When you hike 1,000 miles with someone you get to know them really well. You sleep at the same campsites together, wake up looking (and sometimes feeling) like hell together, you struggle up mountains together (well, I struggle up mountains and sometimes Beast will hang out with me – I’d like to meet the mountain that slows that man down), you eat town food together, experience trail magic together, and drink boxed wine together. At some point in all this togetherness, you talk about pretty much everything. Past relationships, education, jobs, family, family feuds, how curly your hair gets when its humid, how your beard oil (to be clear – Beast’s beard oil) spilled in his pack and made everything smell funny, UTIs, pets, gear . . . am I painting a clear picture here? You talk about everything. Included in this, at least for B and me, was the question, “What do you want to change when you go back?” In answering that question, with both reasonable and unreasonable responses, we created our lists.
So what’s on my list?
The list is a work in progress. Like my hike, it’s not finished. However, I did put some big things and some little things on the list before I had to come off, figured – meh, no time like the present!, and accomplished some of these things during my sojourn chez moi.

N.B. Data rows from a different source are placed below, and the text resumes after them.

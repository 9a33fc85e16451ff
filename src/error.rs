//! Fatal solver errors.
//!
//! Every variant means the board handed to the solver is malformed or
//! logically inconsistent. Death and Stuck are game states, not errors.

use crate::types::Position;
use thiserror::Error;

#[derive(Debug, Clone, PartialEq, Eq, Error)]
pub enum SolverError {
    #[error("row {row} has {found} cells, expected {expected}")]
    RaggedRow {
        row: usize,
        expected: usize,
        found: usize,
    },

    #[error("expected {expected} cells, got {found}")]
    CellCount { expected: usize, found: usize },

    #[error("cell {position} has invalid encoding {value}")]
    InvalidCell { position: Position, value: i8 },

    #[error("{flagged} flags placed but the board only has {mines} mines")]
    MineCountExceeded { flagged: usize, mines: usize },

    #[error("inconsistent board: {mines_left} mines left for {unknown} unknown cells")]
    NotEnoughCells { mines_left: usize, unknown: usize },

    #[error("inconsistent board: clue at {position} has no satisfying mine arrangement")]
    UnsatisfiableDigit { position: Position },

    #[error("inconsistent board: no mine arrangement satisfies the clues around {position}")]
    UnsatisfiableGrouping { position: Position },

    #[error("inconsistent board: cell {position} deduced both safe and mined")]
    ConflictingActions { position: Position },
}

- To academia or not to academia. Stick with me through this one – it’s a little long. If you look at my bio for this website, you’ll notice I’m a straight up academic. Never done anything else, don’t know how to do anything else, didn’t think I wanted to do anything else, thought that was where I’d be forever. Except, problematically, I was living an adjunct life and as much as I love (most of) my students, it’s not really a sustainable lifestyle. If you’re unaware of the adjunct crisis, it breaks down something like this. Upwards of 2/3s of college classes are now being taught by adjuncts. Adjuncts are paid in the range of $2,000-6,000 per class – and a class can easily have 30-45 students in it. Adjuncts have no job security; they sign semester to semester contracts for individual classes taught. Adjuncts have no benefits; we pay for health insurance out of pocket – think about that. If I pay about $270 for health insurance each month, if I teach one class during a four month semester and am paid $2,000 – I shell out $1,080 in health insurance. Even if I’m taking home all of that $2,000, I’m now left with $920 to pay rent for four months, buy food for four months, and put gas in my car for the hour long drive (one way) I make three times a week for 15 weeks to get to my adjunct position. If you’re following and you know me, you now know why I have not one, but four jobs.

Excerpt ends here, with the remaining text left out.